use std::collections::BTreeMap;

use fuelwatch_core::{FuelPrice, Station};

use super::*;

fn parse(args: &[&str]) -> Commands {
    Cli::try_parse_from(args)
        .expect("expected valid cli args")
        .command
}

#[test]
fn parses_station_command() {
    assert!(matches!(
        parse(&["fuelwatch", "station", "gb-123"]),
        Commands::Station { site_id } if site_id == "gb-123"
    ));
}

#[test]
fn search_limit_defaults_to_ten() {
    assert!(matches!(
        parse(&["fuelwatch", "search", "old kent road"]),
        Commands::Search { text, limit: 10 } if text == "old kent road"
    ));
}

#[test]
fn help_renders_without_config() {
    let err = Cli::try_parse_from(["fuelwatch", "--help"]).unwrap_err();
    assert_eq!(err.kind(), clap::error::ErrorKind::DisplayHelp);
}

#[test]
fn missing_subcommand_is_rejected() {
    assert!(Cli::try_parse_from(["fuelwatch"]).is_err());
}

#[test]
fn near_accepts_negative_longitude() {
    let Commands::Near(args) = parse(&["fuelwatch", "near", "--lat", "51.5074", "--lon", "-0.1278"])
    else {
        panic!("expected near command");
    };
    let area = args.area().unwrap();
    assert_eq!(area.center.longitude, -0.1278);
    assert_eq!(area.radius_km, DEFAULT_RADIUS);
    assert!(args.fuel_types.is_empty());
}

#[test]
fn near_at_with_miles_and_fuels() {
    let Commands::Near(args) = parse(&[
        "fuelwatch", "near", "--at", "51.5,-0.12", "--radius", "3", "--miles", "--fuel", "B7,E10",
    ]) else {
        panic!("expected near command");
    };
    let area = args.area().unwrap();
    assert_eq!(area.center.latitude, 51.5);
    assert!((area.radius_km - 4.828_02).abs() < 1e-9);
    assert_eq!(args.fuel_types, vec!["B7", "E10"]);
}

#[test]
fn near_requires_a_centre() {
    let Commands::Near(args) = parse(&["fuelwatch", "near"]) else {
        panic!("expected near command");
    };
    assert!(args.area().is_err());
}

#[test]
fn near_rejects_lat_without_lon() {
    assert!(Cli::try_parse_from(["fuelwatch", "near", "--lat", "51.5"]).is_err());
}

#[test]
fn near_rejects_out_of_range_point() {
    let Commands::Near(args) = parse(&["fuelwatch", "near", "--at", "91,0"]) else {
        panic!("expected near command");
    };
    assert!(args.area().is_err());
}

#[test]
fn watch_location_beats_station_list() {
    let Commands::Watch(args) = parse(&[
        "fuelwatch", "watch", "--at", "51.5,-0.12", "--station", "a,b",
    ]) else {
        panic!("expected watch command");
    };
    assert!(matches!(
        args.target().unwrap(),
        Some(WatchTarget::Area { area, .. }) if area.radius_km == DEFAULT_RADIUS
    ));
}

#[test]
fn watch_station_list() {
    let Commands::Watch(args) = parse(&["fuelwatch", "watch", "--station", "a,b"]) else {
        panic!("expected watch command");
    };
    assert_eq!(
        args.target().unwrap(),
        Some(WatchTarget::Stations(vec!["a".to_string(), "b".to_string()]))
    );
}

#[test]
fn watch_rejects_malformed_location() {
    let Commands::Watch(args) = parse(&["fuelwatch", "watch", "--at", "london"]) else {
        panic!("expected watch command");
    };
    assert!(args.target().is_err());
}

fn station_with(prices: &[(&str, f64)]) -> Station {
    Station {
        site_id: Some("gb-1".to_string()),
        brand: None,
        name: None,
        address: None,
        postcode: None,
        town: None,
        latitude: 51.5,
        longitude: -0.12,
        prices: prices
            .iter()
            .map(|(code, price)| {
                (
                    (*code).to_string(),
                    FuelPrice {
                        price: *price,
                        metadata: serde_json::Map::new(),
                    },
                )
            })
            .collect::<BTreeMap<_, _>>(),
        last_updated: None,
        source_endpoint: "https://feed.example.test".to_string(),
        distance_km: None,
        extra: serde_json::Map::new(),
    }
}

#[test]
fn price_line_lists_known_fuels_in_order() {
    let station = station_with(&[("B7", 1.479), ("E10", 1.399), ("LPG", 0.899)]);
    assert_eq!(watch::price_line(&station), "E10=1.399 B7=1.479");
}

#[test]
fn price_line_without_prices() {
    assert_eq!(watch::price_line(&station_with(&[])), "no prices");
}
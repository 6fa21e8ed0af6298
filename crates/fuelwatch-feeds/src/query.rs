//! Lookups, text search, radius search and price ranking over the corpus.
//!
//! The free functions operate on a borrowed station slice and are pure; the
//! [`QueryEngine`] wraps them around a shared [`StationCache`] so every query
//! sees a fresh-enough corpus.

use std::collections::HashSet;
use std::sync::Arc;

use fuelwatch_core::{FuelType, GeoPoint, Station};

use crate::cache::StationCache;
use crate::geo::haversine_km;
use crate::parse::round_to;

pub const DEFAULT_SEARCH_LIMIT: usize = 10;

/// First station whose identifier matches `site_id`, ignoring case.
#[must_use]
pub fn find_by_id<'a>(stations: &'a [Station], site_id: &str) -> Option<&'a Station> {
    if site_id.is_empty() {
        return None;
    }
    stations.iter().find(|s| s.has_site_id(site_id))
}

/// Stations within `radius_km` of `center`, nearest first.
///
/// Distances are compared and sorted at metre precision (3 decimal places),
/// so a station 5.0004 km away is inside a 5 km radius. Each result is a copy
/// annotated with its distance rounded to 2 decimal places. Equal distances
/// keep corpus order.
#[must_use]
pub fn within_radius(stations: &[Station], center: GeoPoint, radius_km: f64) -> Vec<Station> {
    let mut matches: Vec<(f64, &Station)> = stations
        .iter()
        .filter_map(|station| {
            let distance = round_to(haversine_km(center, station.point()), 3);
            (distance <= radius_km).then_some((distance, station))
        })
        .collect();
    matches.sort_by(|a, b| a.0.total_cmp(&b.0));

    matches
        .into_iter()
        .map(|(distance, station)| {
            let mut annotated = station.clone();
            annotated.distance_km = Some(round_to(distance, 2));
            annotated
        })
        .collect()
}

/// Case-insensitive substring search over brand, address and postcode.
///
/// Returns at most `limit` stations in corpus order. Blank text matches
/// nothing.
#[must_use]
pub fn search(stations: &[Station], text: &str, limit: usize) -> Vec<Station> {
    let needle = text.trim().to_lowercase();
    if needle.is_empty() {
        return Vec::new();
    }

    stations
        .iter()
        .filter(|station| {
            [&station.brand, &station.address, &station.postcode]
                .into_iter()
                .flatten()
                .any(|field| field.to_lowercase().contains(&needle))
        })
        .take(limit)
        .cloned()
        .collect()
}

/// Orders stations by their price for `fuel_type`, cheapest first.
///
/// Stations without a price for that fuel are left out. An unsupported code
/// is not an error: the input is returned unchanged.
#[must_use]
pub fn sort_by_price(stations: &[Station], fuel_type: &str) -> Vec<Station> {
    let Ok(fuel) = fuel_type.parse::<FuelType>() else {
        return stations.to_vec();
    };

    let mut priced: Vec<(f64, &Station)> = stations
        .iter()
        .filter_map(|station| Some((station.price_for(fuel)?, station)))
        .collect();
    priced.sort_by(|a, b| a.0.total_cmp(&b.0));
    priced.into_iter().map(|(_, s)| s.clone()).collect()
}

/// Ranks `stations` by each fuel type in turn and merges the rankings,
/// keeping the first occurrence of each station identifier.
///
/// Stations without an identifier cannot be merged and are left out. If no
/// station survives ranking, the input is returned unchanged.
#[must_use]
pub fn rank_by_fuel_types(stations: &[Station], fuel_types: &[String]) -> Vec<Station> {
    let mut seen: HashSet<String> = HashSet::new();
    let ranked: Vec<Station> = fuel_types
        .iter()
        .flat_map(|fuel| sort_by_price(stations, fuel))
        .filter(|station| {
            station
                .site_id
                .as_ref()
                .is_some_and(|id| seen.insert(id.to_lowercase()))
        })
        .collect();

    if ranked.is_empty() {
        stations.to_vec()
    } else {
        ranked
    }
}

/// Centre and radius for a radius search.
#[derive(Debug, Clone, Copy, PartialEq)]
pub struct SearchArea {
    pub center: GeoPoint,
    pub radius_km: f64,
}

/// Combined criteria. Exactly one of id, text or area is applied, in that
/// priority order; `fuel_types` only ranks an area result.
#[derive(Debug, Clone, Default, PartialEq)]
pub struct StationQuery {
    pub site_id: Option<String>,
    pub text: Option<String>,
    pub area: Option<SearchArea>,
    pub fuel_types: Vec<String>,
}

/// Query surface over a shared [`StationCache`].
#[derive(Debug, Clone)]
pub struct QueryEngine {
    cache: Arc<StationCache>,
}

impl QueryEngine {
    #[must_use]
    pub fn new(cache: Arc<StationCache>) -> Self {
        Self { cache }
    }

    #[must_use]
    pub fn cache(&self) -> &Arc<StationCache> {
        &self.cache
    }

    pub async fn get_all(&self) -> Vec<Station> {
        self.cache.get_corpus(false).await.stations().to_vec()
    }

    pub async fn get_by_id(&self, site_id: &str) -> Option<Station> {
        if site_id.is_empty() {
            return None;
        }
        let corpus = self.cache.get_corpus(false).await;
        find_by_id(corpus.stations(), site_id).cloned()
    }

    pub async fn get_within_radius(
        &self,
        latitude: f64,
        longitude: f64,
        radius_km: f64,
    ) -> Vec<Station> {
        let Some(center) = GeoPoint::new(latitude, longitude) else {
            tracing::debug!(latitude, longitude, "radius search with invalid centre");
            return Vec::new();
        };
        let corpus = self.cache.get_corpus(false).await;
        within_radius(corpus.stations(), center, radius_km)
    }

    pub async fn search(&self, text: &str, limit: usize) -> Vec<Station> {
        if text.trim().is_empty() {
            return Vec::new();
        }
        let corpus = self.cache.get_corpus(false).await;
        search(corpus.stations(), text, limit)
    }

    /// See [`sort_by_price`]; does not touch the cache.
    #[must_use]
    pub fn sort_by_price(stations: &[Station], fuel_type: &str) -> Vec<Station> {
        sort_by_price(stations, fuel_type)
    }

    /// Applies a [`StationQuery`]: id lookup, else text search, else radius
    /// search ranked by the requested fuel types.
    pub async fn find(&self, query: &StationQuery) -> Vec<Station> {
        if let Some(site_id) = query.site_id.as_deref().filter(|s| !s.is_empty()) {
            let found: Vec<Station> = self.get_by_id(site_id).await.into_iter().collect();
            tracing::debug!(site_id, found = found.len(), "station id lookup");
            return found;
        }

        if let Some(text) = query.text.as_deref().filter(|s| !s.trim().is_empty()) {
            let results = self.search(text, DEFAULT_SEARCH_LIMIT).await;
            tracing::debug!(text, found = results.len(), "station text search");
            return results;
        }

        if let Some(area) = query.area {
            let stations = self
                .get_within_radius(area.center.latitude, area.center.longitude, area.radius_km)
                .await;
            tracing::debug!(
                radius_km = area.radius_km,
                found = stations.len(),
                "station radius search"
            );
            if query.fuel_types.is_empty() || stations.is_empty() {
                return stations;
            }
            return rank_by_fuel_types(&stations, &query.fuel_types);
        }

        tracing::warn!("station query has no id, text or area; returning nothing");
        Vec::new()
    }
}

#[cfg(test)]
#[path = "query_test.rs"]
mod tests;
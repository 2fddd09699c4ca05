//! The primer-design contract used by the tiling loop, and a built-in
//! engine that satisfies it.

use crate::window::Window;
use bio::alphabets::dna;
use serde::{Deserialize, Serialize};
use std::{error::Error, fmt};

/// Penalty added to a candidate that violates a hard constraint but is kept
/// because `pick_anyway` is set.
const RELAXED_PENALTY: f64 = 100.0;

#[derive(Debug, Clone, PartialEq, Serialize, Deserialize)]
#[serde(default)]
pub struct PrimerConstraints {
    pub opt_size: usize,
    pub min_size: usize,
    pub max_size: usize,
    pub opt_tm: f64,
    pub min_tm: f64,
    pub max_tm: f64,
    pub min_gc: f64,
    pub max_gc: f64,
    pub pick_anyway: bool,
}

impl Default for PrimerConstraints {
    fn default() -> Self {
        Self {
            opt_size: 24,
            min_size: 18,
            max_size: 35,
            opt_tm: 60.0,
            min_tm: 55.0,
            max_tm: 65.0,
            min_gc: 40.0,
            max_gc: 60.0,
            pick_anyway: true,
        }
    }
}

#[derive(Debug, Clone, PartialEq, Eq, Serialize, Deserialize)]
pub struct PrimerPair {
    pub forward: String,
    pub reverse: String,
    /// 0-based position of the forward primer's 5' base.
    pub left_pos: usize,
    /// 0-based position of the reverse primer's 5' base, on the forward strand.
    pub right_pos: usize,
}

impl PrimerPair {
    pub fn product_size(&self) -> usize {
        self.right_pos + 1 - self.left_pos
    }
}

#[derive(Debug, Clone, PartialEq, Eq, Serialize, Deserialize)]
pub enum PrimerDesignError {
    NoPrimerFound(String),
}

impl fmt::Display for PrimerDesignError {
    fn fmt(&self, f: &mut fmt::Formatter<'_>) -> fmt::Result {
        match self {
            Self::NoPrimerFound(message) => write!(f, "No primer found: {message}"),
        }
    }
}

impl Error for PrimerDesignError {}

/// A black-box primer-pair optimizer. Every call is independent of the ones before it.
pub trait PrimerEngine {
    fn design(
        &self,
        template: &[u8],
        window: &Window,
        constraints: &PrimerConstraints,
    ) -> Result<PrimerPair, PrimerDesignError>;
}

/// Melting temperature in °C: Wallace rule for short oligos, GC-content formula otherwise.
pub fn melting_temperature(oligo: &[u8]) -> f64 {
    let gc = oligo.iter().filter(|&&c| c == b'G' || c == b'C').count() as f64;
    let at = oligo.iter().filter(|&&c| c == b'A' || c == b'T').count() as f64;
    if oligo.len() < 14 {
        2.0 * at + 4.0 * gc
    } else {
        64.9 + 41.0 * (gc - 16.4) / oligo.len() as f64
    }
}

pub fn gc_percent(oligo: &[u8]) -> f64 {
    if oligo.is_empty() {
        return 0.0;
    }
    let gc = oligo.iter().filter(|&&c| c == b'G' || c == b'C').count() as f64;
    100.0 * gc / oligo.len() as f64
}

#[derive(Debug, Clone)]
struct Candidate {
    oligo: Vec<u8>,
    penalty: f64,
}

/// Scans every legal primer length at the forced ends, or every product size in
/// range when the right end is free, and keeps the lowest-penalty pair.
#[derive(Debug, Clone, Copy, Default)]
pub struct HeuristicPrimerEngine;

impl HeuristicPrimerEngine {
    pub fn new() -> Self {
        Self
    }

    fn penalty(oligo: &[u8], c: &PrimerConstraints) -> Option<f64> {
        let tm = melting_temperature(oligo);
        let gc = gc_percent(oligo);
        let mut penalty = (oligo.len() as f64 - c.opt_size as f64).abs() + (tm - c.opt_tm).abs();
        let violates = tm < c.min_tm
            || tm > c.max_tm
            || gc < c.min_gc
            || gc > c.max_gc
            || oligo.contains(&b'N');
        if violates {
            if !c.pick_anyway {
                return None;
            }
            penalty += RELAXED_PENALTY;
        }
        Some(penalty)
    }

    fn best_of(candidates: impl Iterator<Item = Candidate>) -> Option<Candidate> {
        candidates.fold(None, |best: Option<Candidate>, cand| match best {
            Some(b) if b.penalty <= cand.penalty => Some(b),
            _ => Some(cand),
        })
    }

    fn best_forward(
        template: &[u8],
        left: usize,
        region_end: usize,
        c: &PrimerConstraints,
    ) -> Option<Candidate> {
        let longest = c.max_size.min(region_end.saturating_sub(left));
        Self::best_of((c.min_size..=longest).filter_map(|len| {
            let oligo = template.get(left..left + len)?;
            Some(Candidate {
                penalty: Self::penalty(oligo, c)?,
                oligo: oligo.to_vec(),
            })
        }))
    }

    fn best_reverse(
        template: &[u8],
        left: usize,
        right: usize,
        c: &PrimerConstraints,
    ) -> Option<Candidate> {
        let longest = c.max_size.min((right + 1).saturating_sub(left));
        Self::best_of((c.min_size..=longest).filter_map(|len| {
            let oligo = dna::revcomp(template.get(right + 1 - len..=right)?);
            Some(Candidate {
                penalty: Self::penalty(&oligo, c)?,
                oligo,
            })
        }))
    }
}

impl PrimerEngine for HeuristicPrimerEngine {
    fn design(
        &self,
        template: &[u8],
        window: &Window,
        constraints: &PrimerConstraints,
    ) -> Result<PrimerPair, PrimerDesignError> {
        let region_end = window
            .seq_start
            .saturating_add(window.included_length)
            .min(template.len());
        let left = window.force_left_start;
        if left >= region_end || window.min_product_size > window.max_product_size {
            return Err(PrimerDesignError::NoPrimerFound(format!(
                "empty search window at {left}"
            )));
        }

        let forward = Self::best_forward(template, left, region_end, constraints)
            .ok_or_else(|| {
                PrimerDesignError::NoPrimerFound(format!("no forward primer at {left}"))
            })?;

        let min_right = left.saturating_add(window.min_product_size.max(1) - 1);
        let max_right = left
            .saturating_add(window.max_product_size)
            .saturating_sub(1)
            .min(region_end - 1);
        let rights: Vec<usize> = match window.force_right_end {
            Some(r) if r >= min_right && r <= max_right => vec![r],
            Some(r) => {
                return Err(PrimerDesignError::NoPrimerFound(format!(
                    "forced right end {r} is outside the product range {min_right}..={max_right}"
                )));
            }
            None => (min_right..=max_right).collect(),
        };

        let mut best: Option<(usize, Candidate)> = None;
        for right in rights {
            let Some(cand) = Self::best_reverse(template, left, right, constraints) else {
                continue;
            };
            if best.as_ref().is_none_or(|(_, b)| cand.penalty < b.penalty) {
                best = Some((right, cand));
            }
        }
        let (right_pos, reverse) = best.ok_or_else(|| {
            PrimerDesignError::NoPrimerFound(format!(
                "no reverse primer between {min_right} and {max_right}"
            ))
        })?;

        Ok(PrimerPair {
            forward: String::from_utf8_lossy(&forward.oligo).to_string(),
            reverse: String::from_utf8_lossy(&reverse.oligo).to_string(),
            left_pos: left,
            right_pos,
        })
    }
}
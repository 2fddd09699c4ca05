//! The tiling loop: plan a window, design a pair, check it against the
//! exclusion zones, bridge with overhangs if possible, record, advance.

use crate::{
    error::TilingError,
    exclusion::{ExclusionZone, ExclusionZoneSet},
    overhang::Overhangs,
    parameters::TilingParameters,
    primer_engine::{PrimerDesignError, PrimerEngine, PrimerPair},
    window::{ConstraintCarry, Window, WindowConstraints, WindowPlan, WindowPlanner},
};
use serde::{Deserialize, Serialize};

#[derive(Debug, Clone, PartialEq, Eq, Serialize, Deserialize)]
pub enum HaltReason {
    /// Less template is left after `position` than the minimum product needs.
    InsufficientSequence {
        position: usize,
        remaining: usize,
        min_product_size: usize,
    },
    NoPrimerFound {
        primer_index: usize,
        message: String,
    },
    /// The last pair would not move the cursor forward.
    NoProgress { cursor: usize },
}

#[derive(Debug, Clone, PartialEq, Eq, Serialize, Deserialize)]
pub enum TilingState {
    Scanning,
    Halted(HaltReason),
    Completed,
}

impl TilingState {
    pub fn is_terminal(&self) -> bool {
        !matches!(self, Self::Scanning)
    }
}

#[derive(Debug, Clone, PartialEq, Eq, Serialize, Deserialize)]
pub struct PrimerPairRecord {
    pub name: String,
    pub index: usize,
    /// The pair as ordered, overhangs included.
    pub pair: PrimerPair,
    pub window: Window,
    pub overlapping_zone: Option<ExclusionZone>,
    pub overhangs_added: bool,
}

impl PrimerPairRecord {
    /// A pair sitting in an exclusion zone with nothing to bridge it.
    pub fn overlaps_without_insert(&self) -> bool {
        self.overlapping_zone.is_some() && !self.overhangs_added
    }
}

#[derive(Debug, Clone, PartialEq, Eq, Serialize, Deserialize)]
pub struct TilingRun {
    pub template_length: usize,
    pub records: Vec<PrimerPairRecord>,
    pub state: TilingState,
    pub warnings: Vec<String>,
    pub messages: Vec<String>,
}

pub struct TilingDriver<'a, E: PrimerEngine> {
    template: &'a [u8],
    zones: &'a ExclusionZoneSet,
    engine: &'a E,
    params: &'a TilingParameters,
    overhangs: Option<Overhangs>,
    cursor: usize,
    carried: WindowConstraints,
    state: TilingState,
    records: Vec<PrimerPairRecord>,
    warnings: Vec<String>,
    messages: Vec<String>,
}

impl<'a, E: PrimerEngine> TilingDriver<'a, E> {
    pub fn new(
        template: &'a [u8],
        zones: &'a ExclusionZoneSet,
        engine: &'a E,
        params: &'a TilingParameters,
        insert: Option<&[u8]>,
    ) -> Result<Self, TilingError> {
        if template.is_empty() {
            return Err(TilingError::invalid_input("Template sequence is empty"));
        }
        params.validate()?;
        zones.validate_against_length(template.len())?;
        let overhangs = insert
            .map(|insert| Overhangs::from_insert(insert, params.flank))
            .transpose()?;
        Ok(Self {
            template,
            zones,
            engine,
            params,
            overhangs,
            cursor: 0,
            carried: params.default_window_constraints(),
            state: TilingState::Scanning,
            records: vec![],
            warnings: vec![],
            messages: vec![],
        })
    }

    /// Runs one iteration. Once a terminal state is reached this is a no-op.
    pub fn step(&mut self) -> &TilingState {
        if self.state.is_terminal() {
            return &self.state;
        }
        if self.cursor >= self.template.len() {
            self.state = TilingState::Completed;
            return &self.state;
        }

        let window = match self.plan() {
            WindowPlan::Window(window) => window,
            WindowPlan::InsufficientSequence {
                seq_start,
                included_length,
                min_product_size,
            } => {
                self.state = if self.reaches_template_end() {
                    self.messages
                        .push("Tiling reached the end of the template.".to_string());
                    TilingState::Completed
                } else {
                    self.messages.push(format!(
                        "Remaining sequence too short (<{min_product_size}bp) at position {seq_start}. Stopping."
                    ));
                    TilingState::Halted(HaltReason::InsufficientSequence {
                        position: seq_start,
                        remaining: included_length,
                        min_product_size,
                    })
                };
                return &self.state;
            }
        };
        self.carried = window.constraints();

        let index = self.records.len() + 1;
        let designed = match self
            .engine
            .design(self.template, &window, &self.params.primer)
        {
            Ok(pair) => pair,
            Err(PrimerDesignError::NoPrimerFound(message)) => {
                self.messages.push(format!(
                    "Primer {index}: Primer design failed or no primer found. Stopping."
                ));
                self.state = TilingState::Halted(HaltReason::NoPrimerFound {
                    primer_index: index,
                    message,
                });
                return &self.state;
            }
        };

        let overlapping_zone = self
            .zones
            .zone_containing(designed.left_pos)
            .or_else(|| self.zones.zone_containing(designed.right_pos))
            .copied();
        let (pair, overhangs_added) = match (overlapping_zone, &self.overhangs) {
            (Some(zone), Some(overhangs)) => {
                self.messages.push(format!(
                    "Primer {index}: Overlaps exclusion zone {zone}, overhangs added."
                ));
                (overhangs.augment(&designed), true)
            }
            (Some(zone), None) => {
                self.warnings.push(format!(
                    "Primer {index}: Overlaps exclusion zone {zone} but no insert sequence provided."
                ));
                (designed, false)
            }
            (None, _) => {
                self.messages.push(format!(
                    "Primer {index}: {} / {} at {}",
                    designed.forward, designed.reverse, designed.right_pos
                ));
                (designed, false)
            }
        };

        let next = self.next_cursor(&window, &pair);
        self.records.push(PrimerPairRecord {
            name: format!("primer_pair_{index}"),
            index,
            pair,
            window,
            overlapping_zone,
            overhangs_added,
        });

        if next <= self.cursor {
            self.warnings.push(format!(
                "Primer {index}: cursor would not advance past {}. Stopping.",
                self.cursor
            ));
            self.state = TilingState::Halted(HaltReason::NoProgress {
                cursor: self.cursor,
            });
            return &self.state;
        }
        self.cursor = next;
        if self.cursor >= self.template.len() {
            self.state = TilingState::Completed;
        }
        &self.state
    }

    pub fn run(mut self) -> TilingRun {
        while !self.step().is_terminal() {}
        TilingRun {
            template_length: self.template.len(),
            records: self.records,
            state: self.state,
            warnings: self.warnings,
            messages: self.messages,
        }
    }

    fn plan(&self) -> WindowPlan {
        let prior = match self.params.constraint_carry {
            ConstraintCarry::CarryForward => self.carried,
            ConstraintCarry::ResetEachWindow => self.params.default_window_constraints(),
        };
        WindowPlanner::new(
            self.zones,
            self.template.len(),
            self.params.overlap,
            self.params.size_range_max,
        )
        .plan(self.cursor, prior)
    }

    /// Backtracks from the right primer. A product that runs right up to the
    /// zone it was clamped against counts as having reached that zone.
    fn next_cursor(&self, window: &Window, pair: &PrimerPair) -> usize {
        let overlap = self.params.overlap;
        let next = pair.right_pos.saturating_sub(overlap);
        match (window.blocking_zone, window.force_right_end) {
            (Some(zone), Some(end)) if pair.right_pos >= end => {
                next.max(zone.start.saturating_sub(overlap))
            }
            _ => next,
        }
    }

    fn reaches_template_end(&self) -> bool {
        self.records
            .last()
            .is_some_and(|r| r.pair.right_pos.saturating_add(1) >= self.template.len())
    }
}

▶ [WORK REQUIRED] Show every line of the listing that includes the word "contains".

▶ [PROBLEM SOLUTION]
                .any(|field| field.to_lowercase().contains(&needle))
            || oligo.contains(&b'N');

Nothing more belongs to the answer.